Stored data entries
+-------+

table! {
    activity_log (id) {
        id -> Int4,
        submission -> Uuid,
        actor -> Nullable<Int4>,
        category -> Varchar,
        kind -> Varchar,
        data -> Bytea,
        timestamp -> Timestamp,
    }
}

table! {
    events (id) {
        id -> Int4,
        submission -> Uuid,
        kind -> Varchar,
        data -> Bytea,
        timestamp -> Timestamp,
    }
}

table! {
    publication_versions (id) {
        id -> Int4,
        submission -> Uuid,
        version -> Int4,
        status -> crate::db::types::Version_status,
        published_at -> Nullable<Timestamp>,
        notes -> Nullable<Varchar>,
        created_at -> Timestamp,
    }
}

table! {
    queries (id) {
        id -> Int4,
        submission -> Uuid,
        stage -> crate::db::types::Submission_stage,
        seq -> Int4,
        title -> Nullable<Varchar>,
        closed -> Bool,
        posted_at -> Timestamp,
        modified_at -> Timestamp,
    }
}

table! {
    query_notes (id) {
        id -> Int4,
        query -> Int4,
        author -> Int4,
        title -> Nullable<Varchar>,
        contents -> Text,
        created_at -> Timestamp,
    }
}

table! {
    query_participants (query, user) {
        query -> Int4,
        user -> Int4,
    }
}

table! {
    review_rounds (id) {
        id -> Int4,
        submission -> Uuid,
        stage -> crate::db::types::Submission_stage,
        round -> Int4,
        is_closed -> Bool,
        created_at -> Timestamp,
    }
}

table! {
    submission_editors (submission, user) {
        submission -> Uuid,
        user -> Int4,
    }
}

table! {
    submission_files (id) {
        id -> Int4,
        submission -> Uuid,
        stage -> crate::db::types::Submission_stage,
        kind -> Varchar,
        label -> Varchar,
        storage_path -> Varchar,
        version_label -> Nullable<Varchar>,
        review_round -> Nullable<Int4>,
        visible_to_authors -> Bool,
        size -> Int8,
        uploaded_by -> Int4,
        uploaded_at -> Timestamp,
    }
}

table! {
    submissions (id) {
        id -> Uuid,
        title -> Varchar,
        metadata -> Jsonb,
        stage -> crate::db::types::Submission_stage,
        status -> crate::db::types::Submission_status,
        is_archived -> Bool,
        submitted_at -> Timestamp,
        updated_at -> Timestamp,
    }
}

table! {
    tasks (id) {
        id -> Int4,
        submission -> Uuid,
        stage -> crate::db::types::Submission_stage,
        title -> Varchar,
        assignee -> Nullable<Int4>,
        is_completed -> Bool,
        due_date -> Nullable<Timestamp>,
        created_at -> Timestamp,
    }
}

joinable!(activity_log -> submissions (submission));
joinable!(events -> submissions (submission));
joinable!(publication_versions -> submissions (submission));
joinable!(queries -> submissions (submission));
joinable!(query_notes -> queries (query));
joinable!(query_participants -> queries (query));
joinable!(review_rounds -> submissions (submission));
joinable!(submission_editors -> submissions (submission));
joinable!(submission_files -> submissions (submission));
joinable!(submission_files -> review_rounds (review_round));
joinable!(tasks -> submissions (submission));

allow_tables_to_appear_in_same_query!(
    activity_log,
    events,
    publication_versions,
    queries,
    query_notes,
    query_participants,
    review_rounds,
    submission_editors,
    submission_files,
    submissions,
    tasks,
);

+-------+

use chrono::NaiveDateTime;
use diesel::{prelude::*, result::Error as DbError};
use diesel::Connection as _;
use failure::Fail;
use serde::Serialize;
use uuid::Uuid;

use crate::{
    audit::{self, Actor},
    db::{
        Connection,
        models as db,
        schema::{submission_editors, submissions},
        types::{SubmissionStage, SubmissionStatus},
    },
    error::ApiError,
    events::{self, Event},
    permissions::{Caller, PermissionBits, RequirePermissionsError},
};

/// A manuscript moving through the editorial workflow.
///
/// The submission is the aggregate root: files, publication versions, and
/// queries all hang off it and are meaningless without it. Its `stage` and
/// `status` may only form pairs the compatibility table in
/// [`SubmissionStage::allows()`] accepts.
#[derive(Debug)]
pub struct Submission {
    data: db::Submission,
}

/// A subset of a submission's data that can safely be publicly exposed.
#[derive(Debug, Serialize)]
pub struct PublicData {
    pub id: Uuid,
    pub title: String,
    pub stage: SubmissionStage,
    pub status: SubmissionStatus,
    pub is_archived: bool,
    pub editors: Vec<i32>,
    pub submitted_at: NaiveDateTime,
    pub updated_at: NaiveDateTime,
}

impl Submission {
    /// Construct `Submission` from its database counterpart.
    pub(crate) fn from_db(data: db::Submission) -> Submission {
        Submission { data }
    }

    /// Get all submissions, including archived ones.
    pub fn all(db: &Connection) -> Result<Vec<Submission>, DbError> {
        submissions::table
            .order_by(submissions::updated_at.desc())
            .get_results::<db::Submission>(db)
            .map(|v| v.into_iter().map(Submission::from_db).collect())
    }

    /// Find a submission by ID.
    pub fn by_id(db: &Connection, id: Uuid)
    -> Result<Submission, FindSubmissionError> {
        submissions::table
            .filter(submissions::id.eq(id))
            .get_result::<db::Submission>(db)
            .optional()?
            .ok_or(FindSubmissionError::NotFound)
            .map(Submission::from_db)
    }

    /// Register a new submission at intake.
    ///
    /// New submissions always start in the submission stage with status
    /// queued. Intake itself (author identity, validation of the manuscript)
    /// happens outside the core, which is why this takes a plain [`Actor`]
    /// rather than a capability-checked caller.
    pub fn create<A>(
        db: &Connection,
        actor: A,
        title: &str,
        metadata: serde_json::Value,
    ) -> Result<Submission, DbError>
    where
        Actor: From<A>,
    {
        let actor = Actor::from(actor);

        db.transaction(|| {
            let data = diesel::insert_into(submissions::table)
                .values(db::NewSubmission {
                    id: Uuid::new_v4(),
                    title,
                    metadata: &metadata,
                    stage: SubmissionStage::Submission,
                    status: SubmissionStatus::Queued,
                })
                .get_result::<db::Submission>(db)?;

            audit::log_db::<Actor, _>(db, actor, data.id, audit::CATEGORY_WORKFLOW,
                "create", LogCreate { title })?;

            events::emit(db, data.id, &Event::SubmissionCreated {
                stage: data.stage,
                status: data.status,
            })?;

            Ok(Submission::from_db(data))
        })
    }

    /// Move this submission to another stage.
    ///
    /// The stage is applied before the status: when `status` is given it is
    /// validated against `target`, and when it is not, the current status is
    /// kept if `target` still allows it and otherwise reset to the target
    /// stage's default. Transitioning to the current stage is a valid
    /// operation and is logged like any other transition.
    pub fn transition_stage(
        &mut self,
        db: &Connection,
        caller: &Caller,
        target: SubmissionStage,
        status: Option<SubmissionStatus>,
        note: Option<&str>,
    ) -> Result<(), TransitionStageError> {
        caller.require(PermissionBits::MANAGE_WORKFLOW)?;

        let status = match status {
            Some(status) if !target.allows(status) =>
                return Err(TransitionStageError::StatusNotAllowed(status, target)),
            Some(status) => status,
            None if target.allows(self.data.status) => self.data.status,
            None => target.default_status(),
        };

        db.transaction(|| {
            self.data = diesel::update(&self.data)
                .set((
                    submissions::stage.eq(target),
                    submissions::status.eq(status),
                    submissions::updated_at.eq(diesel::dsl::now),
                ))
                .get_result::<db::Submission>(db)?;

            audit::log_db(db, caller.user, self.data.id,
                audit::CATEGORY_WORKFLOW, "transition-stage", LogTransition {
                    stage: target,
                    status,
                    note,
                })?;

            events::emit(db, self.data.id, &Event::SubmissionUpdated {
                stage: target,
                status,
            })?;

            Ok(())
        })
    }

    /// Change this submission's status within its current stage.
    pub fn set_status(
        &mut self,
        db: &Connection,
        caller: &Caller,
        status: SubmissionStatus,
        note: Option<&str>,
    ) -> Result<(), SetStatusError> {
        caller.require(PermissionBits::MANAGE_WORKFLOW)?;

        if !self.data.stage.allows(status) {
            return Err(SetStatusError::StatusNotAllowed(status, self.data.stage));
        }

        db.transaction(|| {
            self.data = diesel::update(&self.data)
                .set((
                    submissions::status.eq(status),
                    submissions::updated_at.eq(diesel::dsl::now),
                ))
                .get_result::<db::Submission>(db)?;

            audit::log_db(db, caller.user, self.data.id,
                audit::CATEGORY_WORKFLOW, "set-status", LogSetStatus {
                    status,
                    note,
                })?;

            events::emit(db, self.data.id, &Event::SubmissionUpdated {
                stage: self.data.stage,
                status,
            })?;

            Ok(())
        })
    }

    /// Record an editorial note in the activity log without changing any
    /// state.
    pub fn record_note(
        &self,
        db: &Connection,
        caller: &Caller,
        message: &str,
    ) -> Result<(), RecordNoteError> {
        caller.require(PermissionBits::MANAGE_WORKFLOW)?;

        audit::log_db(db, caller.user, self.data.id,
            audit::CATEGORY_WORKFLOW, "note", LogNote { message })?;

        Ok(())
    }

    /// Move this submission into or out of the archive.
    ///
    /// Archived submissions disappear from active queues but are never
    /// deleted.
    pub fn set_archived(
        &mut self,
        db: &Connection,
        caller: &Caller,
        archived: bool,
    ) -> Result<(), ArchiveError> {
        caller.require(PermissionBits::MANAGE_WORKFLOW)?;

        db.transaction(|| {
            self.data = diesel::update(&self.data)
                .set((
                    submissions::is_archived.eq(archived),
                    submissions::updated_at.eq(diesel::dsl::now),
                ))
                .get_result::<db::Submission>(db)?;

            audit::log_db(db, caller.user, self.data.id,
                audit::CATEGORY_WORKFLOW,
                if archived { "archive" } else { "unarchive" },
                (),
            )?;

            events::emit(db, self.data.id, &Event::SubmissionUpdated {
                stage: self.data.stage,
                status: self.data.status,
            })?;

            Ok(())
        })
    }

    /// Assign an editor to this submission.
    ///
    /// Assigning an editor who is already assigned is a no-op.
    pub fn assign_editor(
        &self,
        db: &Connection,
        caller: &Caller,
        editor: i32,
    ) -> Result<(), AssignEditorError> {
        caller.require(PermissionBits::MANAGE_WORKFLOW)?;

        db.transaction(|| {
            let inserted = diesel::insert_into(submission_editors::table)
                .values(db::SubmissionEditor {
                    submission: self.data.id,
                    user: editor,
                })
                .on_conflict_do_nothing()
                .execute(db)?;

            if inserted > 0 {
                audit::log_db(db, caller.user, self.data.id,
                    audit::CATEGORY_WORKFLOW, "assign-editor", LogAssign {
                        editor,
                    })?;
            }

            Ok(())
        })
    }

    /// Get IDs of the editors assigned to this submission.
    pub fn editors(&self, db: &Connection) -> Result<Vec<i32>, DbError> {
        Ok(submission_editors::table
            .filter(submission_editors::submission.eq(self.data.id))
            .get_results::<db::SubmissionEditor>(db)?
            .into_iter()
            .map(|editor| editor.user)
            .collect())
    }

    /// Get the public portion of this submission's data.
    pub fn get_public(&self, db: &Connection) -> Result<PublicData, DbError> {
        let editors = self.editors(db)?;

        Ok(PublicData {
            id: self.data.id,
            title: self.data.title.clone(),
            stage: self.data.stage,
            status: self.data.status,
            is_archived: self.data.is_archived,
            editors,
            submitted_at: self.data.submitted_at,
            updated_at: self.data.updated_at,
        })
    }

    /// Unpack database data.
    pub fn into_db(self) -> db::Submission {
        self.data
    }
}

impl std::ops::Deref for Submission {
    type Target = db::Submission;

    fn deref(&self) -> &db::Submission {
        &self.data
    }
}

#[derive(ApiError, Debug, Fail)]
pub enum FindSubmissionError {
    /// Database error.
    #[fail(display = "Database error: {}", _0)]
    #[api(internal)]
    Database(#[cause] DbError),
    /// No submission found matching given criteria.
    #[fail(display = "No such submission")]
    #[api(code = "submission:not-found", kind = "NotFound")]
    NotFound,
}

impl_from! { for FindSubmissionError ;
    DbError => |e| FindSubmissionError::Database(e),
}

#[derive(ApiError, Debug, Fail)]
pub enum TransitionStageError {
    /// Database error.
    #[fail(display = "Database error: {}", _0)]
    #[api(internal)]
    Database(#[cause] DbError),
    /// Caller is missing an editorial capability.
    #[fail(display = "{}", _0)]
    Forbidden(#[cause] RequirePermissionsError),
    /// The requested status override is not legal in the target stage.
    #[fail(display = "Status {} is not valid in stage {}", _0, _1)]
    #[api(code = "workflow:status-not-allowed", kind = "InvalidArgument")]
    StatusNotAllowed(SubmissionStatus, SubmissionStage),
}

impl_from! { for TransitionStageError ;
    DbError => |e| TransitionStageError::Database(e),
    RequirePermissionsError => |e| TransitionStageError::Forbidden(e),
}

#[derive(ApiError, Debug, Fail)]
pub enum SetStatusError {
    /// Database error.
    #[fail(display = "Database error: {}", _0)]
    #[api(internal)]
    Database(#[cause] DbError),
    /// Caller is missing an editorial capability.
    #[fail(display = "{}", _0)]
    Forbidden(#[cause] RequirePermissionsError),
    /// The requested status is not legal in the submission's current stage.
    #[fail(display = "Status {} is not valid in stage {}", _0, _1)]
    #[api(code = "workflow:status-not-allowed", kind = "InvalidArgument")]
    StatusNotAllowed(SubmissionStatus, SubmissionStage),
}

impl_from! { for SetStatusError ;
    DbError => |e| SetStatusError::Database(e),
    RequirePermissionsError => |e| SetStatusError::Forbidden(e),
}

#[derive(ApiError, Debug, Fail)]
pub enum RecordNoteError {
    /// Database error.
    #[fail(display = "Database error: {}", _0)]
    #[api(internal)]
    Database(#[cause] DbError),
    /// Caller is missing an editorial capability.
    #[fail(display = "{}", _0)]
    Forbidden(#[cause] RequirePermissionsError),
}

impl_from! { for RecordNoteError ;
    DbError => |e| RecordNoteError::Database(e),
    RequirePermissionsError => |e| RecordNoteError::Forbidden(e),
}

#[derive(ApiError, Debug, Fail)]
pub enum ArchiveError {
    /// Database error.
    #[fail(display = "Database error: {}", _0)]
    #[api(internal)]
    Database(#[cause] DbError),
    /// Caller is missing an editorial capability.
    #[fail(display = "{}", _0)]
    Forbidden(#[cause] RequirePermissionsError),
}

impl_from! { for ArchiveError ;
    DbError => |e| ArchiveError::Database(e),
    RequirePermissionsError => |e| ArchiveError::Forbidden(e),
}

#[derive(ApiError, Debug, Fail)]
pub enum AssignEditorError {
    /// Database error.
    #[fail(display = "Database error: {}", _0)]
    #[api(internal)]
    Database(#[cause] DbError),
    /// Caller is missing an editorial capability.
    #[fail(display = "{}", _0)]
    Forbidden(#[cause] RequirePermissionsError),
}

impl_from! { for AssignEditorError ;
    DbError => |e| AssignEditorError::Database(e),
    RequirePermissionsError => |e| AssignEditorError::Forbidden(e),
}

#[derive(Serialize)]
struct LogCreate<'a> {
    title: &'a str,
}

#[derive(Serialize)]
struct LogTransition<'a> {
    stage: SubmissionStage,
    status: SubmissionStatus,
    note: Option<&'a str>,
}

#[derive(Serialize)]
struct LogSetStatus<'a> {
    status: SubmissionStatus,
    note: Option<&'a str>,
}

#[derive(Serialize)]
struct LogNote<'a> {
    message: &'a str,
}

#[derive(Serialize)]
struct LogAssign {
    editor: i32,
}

+-------+

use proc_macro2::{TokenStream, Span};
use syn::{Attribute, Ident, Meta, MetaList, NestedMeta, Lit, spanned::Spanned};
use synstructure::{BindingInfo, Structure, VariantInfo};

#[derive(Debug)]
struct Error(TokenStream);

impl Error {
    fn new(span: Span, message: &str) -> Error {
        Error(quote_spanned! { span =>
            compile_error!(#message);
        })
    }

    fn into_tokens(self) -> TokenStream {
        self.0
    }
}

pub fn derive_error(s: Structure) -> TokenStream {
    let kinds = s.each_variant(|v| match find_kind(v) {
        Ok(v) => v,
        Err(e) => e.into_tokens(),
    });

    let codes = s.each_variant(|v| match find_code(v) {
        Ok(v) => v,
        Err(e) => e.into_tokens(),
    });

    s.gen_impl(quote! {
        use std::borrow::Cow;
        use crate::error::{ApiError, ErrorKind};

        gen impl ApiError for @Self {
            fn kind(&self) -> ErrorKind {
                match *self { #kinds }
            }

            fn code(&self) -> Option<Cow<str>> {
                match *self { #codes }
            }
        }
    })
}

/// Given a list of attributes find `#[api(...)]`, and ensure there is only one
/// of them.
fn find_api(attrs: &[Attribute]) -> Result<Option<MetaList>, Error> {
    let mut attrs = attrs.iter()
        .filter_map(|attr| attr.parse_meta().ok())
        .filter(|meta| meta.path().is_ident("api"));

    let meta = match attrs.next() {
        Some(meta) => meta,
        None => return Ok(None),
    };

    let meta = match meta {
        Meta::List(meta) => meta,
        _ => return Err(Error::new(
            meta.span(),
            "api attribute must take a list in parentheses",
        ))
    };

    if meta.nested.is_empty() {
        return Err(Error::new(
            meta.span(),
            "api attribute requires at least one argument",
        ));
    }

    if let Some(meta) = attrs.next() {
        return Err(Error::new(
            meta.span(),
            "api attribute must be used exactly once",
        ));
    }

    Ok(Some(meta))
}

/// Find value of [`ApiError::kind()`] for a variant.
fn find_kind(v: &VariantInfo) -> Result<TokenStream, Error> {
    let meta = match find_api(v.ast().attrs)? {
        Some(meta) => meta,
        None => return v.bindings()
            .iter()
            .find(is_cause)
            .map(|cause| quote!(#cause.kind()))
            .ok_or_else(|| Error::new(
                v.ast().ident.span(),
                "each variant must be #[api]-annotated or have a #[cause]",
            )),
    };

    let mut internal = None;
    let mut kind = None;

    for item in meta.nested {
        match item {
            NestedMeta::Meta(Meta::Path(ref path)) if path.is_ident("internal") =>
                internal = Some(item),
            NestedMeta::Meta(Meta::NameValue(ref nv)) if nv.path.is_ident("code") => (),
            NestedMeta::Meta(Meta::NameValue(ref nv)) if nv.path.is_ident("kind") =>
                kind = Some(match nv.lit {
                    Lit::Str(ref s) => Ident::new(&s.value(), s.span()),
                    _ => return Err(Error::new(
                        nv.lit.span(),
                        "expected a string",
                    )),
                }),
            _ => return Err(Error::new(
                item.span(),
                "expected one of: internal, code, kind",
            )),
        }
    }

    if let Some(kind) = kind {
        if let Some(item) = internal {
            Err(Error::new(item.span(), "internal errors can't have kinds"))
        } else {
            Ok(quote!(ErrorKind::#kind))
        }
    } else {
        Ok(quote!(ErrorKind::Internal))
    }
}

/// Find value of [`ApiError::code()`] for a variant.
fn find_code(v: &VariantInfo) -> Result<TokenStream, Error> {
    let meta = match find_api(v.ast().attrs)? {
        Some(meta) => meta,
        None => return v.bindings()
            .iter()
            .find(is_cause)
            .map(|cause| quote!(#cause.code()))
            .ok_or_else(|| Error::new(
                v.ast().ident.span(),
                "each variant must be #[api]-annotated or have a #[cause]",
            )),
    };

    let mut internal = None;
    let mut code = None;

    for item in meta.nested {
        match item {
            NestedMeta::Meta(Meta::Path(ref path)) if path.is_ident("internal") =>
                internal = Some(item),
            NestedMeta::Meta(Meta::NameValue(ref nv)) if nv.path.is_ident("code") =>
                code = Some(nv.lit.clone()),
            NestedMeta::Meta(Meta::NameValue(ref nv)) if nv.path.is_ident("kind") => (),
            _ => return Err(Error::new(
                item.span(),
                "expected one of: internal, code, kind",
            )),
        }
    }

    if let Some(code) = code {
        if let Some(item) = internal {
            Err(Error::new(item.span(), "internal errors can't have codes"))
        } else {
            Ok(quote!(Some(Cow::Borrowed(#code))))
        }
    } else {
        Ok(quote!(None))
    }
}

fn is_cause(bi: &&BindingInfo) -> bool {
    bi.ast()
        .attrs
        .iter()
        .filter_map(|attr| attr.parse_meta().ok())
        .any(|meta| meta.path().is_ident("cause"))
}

+-------+

**What is required:** What is the number of lines in the preceding entries that hold the string "this"? Give it alone.

**The answer:** 7